In the summer of 1931, as the Bureau of Reclamation was launching work on Hoover Dam, flows on the Colorado River dropped to what, at the time, were low flows unprecedented in the few decades’ records on the river. In retrospect it should have been a clue that there was not going to reliably be enough water in the Colorado River to meet the water supply numbers locked into law via the Boulder Canyon Project Act of 1928
Digging through archives yesterday afternoon for The New Project, I ran across this wonderful headline from the New York Times:
It sits atop a 1932 New York Times letter to the editor from M.J. Dowd, Chief Engineer of the Imperial Irrigation District, which even then I’m pretty sure was the largest user of Colorado River water. Down and his Imperial Valley community really wanted Hoover Dam – to protect from “the flood menace” (“menace” was a common word at the time to describe the river we all know and love).
With Lake Mead now hovering at low levels not seen since its first filling, shortly after Dowd’s optimistic missive, it is perhaps time for a rethinking of his confident premise.
Which, as Eric Kuhn points out in this piece by Luke Runyon on Colorado River “drought contingency planning”, seems to be what is happening:
Kuhn says the Drought Contingency Plan negotiations mark a change in how even the staunchest water managers, often criticized for a narrow focus on claiming as much water as possible and storing it in reservoirs, think about the Colorado River. In the past, he says, conversations were about who would claim the next drop of the river’s water.
“Now we’re talking about when we cut back, which we will probably have to, who’s going to take those cutbacks?” Kuhn says.

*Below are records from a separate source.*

//! Internal API response types for Drive v3.
//!
//! External consumers see `RemoteObject` from `driveloader-core` instead.

use serde::Deserialize;
use url::Url;

// ============================================================================
// Configuration (used internally, see config.rs for public config)
// ============================================================================

#[derive(Debug, Clone)]
pub struct DriveConfig {
    pub base_url: Url,
    pub token: Option<String>,
    pub max_retries: u8,
    pub retry_base_delay_ms: u64,
    pub page_size: u16,
}

impl DriveConfig {
    /// Config pointing at the public endpoint, for tests.
    #[cfg(test)]
    pub fn for_tests() -> Self {
        Self {
            base_url: Url::parse(crate::config::DEFAULT_BASE_URL).unwrap(),
            token: None,
            max_retries: 0,
            retry_base_delay_ms: 1,
            page_size: 1000,
        }
    }
}

// ============================================================================
// Files
// ============================================================================

/// One entry of `files.list` (only the requested fields).
#[derive(Debug, Clone, Deserialize, PartialEq, Eq)]
#[serde(rename_all = "camelCase")]
pub struct DriveFile {
    pub id: String,
    pub name: String,
    #[serde(default)]
    pub mime_type: Option<String>,
    /// Drive encodes int64 as a JSON string.
    #[serde(default)]
    pub size: Option<String>,
    #[serde(default)]
    pub parents: Vec<String>,
}

impl DriveFile {
    pub fn size_bytes(&self) -> Option<u64> {
        parse_size(self.size.as_deref())
    }
}

/// A page of `files.list`.
#[derive(Debug, Clone, Deserialize)]
#[serde(rename_all = "camelCase")]
pub struct FileList {
    #[serde(default)]
    pub next_page_token: Option<String>,
    #[serde(default)]
    pub files: Vec<DriveFile>,
}

/// `files.get` with `fields=size`.
#[derive(Debug, Clone, Deserialize)]
pub struct FileSize {
    #[serde(default)]
    pub size: Option<String>,
}

impl FileSize {
    pub fn bytes(&self) -> Option<u64> {
        parse_size(self.size.as_deref())
    }
}

fn parse_size(raw: Option<&str>) -> Option<u64> {
    raw.and_then(|s| s.trim().parse().ok())
}

// ============================================================================
// Errors
// ============================================================================

/// Error envelope returned by Google APIs.
#[derive(Debug, Deserialize)]
pub struct ErrorEnvelope {
    pub error: ErrorBody,
}

#[derive(Debug, Deserialize)]
pub struct ErrorBody {
    #[serde(default)]
    pub errors: Vec<ErrorItem>,
    #[serde(default)]
    pub status: Option<String>,
}

#[derive(Debug, Deserialize)]
pub struct ErrorItem {
    #[serde(default)]
    pub reason: Option<String>,
}

/// Pull the most specific reason out of an error body.
pub fn error_reason(body: &str) -> Option<String> {
    let envelope: ErrorEnvelope = serde_json::from_str(body).ok()?;
    envelope
        .error
        .errors
        .into_iter()
        .find_map(|item| item.reason)
        .or(envelope.error.status)
}

// ============================================================================
// Media
// ============================================================================

/// Body of a media request plus what the headers said about it.
#[derive(Debug, Clone)]
pub struct MediaResponse {
    pub data: bytes::Bytes,
    /// True for `206 Partial Content`.
    pub partial: bool,
    /// Total object size from `Content-Range`, if the server reported it.
    pub total_size: Option<u64>,
}

/// Parse the total out of `Content-Range: bytes 0-99/1234`.
pub fn parse_content_range_total(header: &str) -> Option<u64> {
    let (_, total) = header.rsplit_once('/')?;
    total.trim().parse().ok()
}
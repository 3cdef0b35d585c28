//! `run`: execute an instruction file.

use std::path::Path;

use tokio_util::sync::CancellationToken;

use driveloader_core::config::load_jobs;
use driveloader_core::download::BatchReport;

use crate::bootstrap::CliContext;
use crate::error::CliError;
use crate::presentation::{print_job_header, print_report, print_totals};

/// Run every job in `instructions`, in file order. Stops after a job that
/// was interrupted.
pub async fn execute(
    ctx: &CliContext,
    instructions: &Path,
    cancel: &CancellationToken,
) -> Result<BatchReport, CliError> {
    let jobs = load_jobs(instructions, &ctx.base_target)?;
    tracing::info!(
        path = %instructions.display(),
        jobs = jobs.len(),
        "Loaded instructions"
    );

    let mut total = BatchReport::new();
    let mut ran = 0;
    for (index, job) in jobs.iter().enumerate() {
        print_job_header(index + 1, jobs.len(), job);
        let report = ctx.orchestrator().run(job, cancel).await;
        print_report(&report);
        ran += 1;

        let interrupted = report.interrupted;
        total.merge(report);
        if interrupted {
            break;
        }
    }

    if ran > 1 {
        print_totals(ran, &total);
    }
    Ok(total)
}
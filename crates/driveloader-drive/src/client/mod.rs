//! Drive client generic over its HTTP backend.

mod files;

use driveloader_core::ports::RemotePortError;
use url::Url;

use crate::config::DriveClientConfig;
use crate::http::{HttpBackend, ReqwestBackend};
use crate::models::DriveConfig;
use crate::port::map_error;

// ============================================================================
// Type Aliases
// ============================================================================

/// Drive client using the reqwest HTTP backend.
pub type DefaultDriveClient = DriveClient<ReqwestBackend>;

// ============================================================================
// Client
// ============================================================================

/// Client for the Drive v3 REST API.
///
/// Generic over the HTTP backend so tests can inject canned responses.
/// Production code uses `DefaultDriveClient::new()`.
pub struct DriveClient<B: HttpBackend> {
    pub(crate) backend: B,
    pub(crate) config: DriveConfig,
}

impl DefaultDriveClient {
    /// Create a client. Fails only on a malformed base URL or TLS setup.
    pub fn new(config: &DriveClientConfig) -> Result<Self, RemotePortError> {
        let internal_config = Self::to_internal_config(config)?;
        let backend = ReqwestBackend::new(config, &internal_config).map_err(map_error)?;
        Ok(Self {
            backend,
            config: internal_config,
        })
    }

    fn to_internal_config(config: &DriveClientConfig) -> Result<DriveConfig, RemotePortError> {
        let base_url =
            Url::parse(&config.base_url).map_err(|e| RemotePortError::Configuration {
                message: format!("invalid Drive base URL '{}': {e}", config.base_url),
            })?;

        Ok(DriveConfig {
            base_url,
            token: config.token.clone(),
            max_retries: config.max_retries,
            #[allow(clippy::cast_possible_truncation)] // Duration milliseconds won't exceed u64 in practice
            retry_base_delay_ms: config.retry_base_delay.as_millis() as u64,
            page_size: config.page_size,
        })
    }
}

impl<B: HttpBackend> DriveClient<B> {
    /// Create a client with a custom backend.
    #[cfg(test)]
    pub(crate) const fn with_backend(config: DriveConfig, backend: B) -> Self {
        Self { backend, config }
    }
}
//! Per-item outcomes and batch summaries.
//!
//! Every item ends up as one `ItemReport` holding a `Result`, so a failure in
//! one item never unwinds past the item boundary.

use std::path::PathBuf;

use serde::{Deserialize, Serialize};

use super::errors::DownloadError;

/// Result of one transfer attempt by the chunked downloader.
#[derive(Debug, Clone, PartialEq, Eq, Serialize, Deserialize)]
pub struct TransferOutcome {
    /// True when the chunk loop reported completion or the export finished.
    pub success: bool,
    /// Bytes written to the destination file.
    pub bytes_written: u64,
    /// True when the export path produced the file.
    pub fallback_used: bool,
    /// Where the bytes ended up (extension differs when the fallback ran).
    pub final_path: PathBuf,
}

/// What happened to an item that did not fail.
#[derive(Debug, Clone, PartialEq, Eq, Serialize, Deserialize)]
#[serde(tag = "status", rename_all = "snake_case")]
pub enum ItemOutcome {
    /// Bytes were transferred.
    Transferred(TransferOutcome),
    /// The ledger already recorded this item; nothing was transferred.
    AlreadyComplete,
}

/// Outcome of one item in a batch.
#[derive(Debug, Clone, PartialEq, Eq)]
pub struct ItemReport {
    /// Name as supplied (or as listed inside a folder).
    pub name: String,
    /// Directory the item was destined for.
    pub directory: PathBuf,
    /// Success or the error that stopped this item.
    pub result: Result<ItemOutcome, DownloadError>,
}

impl ItemReport {
    pub fn new(
        name: impl Into<String>,
        directory: impl Into<PathBuf>,
        result: Result<ItemOutcome, DownloadError>,
    ) -> Self {
        Self {
            name: name.into(),
            directory: directory.into(),
            result,
        }
    }

    pub const fn is_transferred(&self) -> bool {
        matches!(self.result, Ok(ItemOutcome::Transferred(_)))
    }

    pub const fn is_already_complete(&self) -> bool {
        matches!(self.result, Ok(ItemOutcome::AlreadyComplete))
    }

    pub const fn is_failed(&self) -> bool {
        self.result.is_err()
    }

    /// The transfer outcome, if bytes were moved.
    pub const fn outcome(&self) -> Option<&TransferOutcome> {
        match &self.result {
            Ok(ItemOutcome::Transferred(outcome)) => Some(outcome),
            _ => None,
        }
    }
}

/// A folder (or search term) that could not be turned into items.
#[derive(Debug, Clone, PartialEq, Eq)]
pub struct GroupFailure {
    /// Folder name or search term.
    pub name: String,
    /// Why it was skipped.
    pub error: DownloadError,
}

/// Everything a job did, in processing order.
#[derive(Debug, Clone, Default, PartialEq, Eq)]
pub struct BatchReport {
    /// One entry per file the job attempted or skipped.
    pub items: Vec<ItemReport>,
    /// Folders or search terms skipped before any item was attempted.
    pub group_failures: Vec<GroupFailure>,
    /// Search terms that mapped to no candidate folders.
    pub empty_lookups: Vec<String>,
    /// True if the batch stopped early because of cancellation.
    pub interrupted: bool,
}

impl BatchReport {
    pub fn new() -> Self {
        Self::default()
    }

    pub fn push_item(&mut self, item: ItemReport) {
        self.items.push(item);
    }

    pub fn push_group_failure(&mut self, name: impl Into<String>, error: DownloadError) {
        self.group_failures.push(GroupFailure {
            name: name.into(),
            error,
        });
    }

    /// Fold another report into this one, keeping order.
    pub fn merge(&mut self, other: Self) {
        self.items.extend(other.items);
        self.group_failures.extend(other.group_failures);
        self.empty_lookups.extend(other.empty_lookups);
        self.interrupted |= other.interrupted;
    }

    pub fn transferred(&self) -> usize {
        self.items.iter().filter(|i| i.is_transferred()).count()
    }

    pub fn already_complete(&self) -> usize {
        self.items.iter().filter(|i| i.is_already_complete()).count()
    }

    pub fn failed(&self) -> usize {
        self.items.iter().filter(|i| i.is_failed()).count()
    }

    /// Number of transfers that went through the export fallback.
    pub fn exported(&self) -> usize {
        self.items
            .iter()
            .filter_map(ItemReport::outcome)
            .filter(|o| o.fallback_used)
            .count()
    }

    pub fn bytes_written(&self) -> u64 {
        self.items
            .iter()
            .filter_map(ItemReport::outcome)
            .map(|o| o.bytes_written)
            .sum()
    }
}
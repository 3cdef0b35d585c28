//! Download error types.
//!
//! These errors are designed to be serializable and cloneable so they can be
//! stored inside batch reports. For I/O errors, we capture the kind and
//! message as strings instead of holding `std::io::Error`.

use serde::{Deserialize, Serialize};
use thiserror::Error;

use crate::ports::RemotePortError;

/// Error type for resolution, expansion and transfer of a single item.
#[derive(Clone, Debug, Error, Serialize, Deserialize, PartialEq, Eq)]
pub enum DownloadError {
    /// No object matched a resolution query.
    #[error("No object named '{name}' was found")]
    NotFound {
        /// The name that was looked up.
        name: String,
    },

    /// More than one object matched and nothing narrowed it down.
    #[error("'{name}' is ambiguous: {count} objects match")]
    Ambiguous {
        /// The name that was looked up.
        name: String,
        /// How many objects matched.
        count: usize,
    },

    /// A folder listing returned no children.
    #[error("Folder '{folder}' is empty")]
    EmptyFolder {
        /// Folder name or id that was listed.
        folder: String,
    },

    /// The store refused a direct download (document kind) and the export
    /// fallback failed as well.
    #[error("Transfer of '{name}' was rejected: {message}")]
    TransferRejected {
        /// Name of the rejected object.
        name: String,
        /// Why the export fallback failed.
        message: String,
    },

    /// The batch was cancelled while this item was in flight.
    #[error("Download interrupted after {bytes_written} bytes")]
    Interrupted {
        /// Bytes written to disk before the interruption.
        bytes_written: u64,
    },

    /// Remote store error (network, auth, bad response).
    #[error("Remote store error: {message}")]
    Remote {
        /// Detailed error message.
        message: String,
    },

    /// I/O error during file operations.
    #[error("I/O error ({kind}): {message}")]
    Io {
        /// The kind of I/O error (e.g., "`NotFound`", "`PermissionDenied`").
        kind: String,
        /// Detailed error message.
        message: String,
    },

    /// Candidate lookup failed for a derived folder set.
    #[error("Catalog lookup failed: {message}")]
    Catalog {
        /// Detailed error message.
        message: String,
    },

    /// General/uncategorized error.
    #[error("{message}")]
    Other {
        /// Error message.
        message: String,
    },
}

impl DownloadError {
    pub fn not_found(name: impl Into<String>) -> Self {
        Self::NotFound { name: name.into() }
    }

    pub fn ambiguous(name: impl Into<String>, count: usize) -> Self {
        Self::Ambiguous {
            name: name.into(),
            count,
        }
    }

    pub fn empty_folder(folder: impl Into<String>) -> Self {
        Self::EmptyFolder {
            folder: folder.into(),
        }
    }

    pub fn transfer_rejected(name: impl Into<String>, message: impl Into<String>) -> Self {
        Self::TransferRejected {
            name: name.into(),
            message: message.into(),
        }
    }

    pub fn remote(message: impl Into<String>) -> Self {
        Self::Remote {
            message: message.into(),
        }
    }

    /// Create an I/O error from a `std::io::Error`.
    ///
    /// This captures the error kind name and message for serialization.
    #[must_use]
    pub fn from_io_error(err: &std::io::Error) -> Self {
        let kind = err.kind();
        Self::Io {
            kind: format!("{kind:?}"),
            message: err.to_string(),
        }
    }

    pub fn catalog(message: impl Into<String>) -> Self {
        Self::Catalog {
            message: message.into(),
        }
    }

    pub fn other(message: impl Into<String>) -> Self {
        Self::Other {
            message: message.into(),
        }
    }

    /// Whether this error stops the whole batch rather than one item.
    #[must_use]
    pub const fn is_interrupted(&self) -> bool {
        matches!(self, Self::Interrupted { .. })
    }

    /// Whether this error comes from resolving a name (as opposed to moving bytes).
    #[must_use]
    pub const fn is_resolution(&self) -> bool {
        matches!(
            self,
            Self::NotFound { .. } | Self::Ambiguous { .. } | Self::EmptyFolder { .. }
        )
    }
}

impl From<std::io::Error> for DownloadError {
    fn from(err: std::io::Error) -> Self {
        Self::from_io_error(&err)
    }
}

impl From<RemotePortError> for DownloadError {
    fn from(err: RemotePortError) -> Self {
        Self::remote(err.to_string())
    }
}

/// Convenience result type for download operations.
pub type DownloadResult<T> = Result<T, DownloadError>;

At the risk of putting words in Eric’s mouth (disclosure: We’re in the midst of writing a book together, so we’re quite literally in the midst of putting words in one another’s mouths, so to speak.) I think he’d agree that the pivot from conversations about claiming the next drop to talk about how to cut back have been underway since the 1990s. This stuff takes time, but as Eric points out, the current shape of the Drought Contingency Plan suggests most everyone (not all of everyone, knowing side eye glance at Utah) is on board.